[[ Data listing open ]]
//! Wire message contracts (`spec.md` §6).
//!
//! Grounded on `lgn21st-tui-tetris/src/adapter/protocol.rs`'s typed
//! request/response structs with an explicit type discriminant; here the
//! discriminant is serde's native `#[serde(tag = "type")]` rather than a
//! hand-rolled `msg_type: String` field, since every payload varies by kind
//! and a tagged enum lets serde do the dispatch instead of a second match.

use serde::{Deserialize, Serialize};

use crate::board::{Bounds, Item, PieceId};
use crate::chess::PieceType;
use crate::diff::{BroadcastPayload, ChangeEntry};
use crate::game::GameId;
use crate::pieces::PieceKind;
use crate::player::PlayerId;
use crate::rowclear::ClearedRows;
use crate::spiral::HomeZoneRect;

/// Envelope carried by every inbound client message (`spec.md` §6).
#[derive(Debug, Clone, Serialize, Deserialize)]
pub struct Envelope<T> {
    pub game_id: GameId,
    pub player_id: PlayerId,
    pub nonce: u64,
    #[serde(flatten)]
    pub payload: T,
}

#[derive(Debug, Clone, Serialize, Deserialize)]
#[serde(tag = "type", rename_all = "snake_case")]
pub enum ClientMessage {
    JoinGame {
        game_id: Option<GameId>,
        player_name: String,
    },
    SetReady {
        ready: bool,
    },
    GetGameState,
    PlaceTetromino {
        kind: PieceKind,
        rotation: u8,
        x: i32,
        z: i32,
        y: u8,
    },
    MoveChess {
        piece_id: PieceId,
        to_x: i32,
        to_z: i32,
    },
    PurchasePiece {
        piece_type: PieceType,
        x: i32,
        z: i32,
    },
    Pause,
    Resume,
    Leave,
}

#[derive(Debug, Clone, Serialize, Deserialize)]
pub struct JoinGameResult {
    pub player_id: PlayerId,
    pub game_id: GameId,
    pub home_zone: HomeZoneRect,
}

#[derive(Debug, Clone, Serialize, Deserialize)]
pub struct PlaceTetrominoResponse {
    pub ok: bool,
    #[serde(skip_serializing_if = "Option::is_none")]
    pub exploded: Option<bool>,
    pub completed_rows: Vec<i32>,
}

impl PlaceTetrominoResponse {
    pub fn from_domain(ok: bool, exploded: bool, completed_rows: &ClearedRows) -> Self {
        Self {
            ok,
            exploded: Some(exploded),
            completed_rows: completed_rows.iter().copied().collect(),
        }
    }
}

#[derive(Debug, Clone, Serialize, Deserialize)]
pub struct MoveChessResponse {
    pub ok: bool,
    #[serde(skip_serializing_if = "Option::is_none")]
    pub captured: Option<PieceId>,
    #[serde(skip_serializing_if = "Option::is_none")]
    pub promoted_to: Option<PieceType>,
}

#[derive(Debug, Clone, Serialize, Deserialize)]
pub struct PurchasePieceResponse {
    pub ok: bool,
    pub balance: u32,
}

#[derive(Debug, Clone, Serialize, Deserialize)]
pub struct PauseResumeResponse {
    pub ok: bool,
    #[serde(skip_serializing_if = "Option::is_none")]
    pub remaining_ms: Option<u64>,
}

/// Server -> client broadcast/event messages (`spec.md` §6).
#[derive(Debug, Clone, Serialize, Deserialize)]
#[serde(tag = "type", rename_all = "snake_case")]
pub enum ServerMessage {
    GameUpdate {
        bounds: Option<Bounds>,
        cells: Vec<(i32, i32, PieceId, Vec<Item>)>,
    },
    GameStateDelta {
        changes: Vec<ChangeEntry>,
    },
    TetrominoPlaced {
        player_id: PlayerId,
        exploded: bool,
    },
    ChessMove {
        player_id: PlayerId,
        piece_id: PieceId,
        to_x: i32,
        to_z: i32,
    },
    PieceCaptured {
        piece_id: PieceId,
        by: PlayerId,
    },
    RowsCleared {
        rows: Vec<i32>,
    },
    PawnPromoted {
        piece_id: PieceId,
        piece_type: PieceType,
    },
    PieceOrphaned {
        piece_id: PieceId,
    },
    PlayerJoined {
        player_id: PlayerId,
        name: String,
    },
    PlayerLeft {
        player_id: PlayerId,
    },
    GameOver {
        winner: Option<PlayerId>,
    },
    Error {
        code: String,
        message: String,
    },
}

impl ServerMessage {
    pub fn from_broadcast_payload(payload: BroadcastPayload) -> Self {
        match payload {
            BroadcastPayload::FullState { bounds, cells } => ServerMessage::GameUpdate {
                bounds,
                cells: cells
                    .into_iter()
                    .map(|c| (c.x, c.z, c.id, c.items))
                    .collect(),
            },
            BroadcastPayload::Delta { changes } => ServerMessage::GameStateDelta { changes },
        }
    }

    pub fn error(error: &crate::error::ShaktrisError) -> Self {
        ServerMessage::Error {
            code: error.kind().to_string(),
            message: error.to_string(),
        }
    }
}

#[cfg(test)]
mod tests {
    use super::*;
    use uuid::Uuid;

    #[test]
    fn client_message_round_trips_through_json() {
        let msg = ClientMessage::PlaceTetromino {
            kind: PieceKind::I,
            rotation: 1,
            x: 0,
            z: 1,
            y: 0,
        };
        let json = serde_json::to_string(&msg).unwrap();
        let back: ClientMessage = serde_json::from_str(&json).unwrap();
        match back {
            ClientMessage::PlaceTetromino { kind, rotation, .. } => {
                assert_eq!(kind, PieceKind::I);
                assert_eq!(rotation, 1);
            }
            _ => panic!("wrong variant"),
        }
    }

    #[test]
    fn envelope_flattens_payload_fields() {
        let envelope = Envelope {
            game_id: Uuid::new_v4(),
            player_id: Uuid::new_v4(),
            nonce: 7,
            payload: ClientMessage::Leave,
        };
        let json = serde_json::to_string(&envelope).unwrap();
        assert!(json.contains("\"nonce\":7"));
        assert!(json.contains("\"type\":\"leave\""));
    }

    #[test]
    fn error_message_carries_stable_kind() {
        let err = crate::error::ShaktrisError::CellOccupied;
        let msg = ServerMessage::error(&err);
        match msg {
            ServerMessage::Error { code, .. } => assert_eq!(code, "cell_occupied"),
            _ => panic!("wrong variant"),
        }
    }
}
[[ Data listing closed ]]
Task instructions
Pull out every line of the records that includes the string "Uuid".

Task result
    use uuid::Uuid;
            game_id: Uuid::new_v4(),
            player_id: Uuid::new_v4(),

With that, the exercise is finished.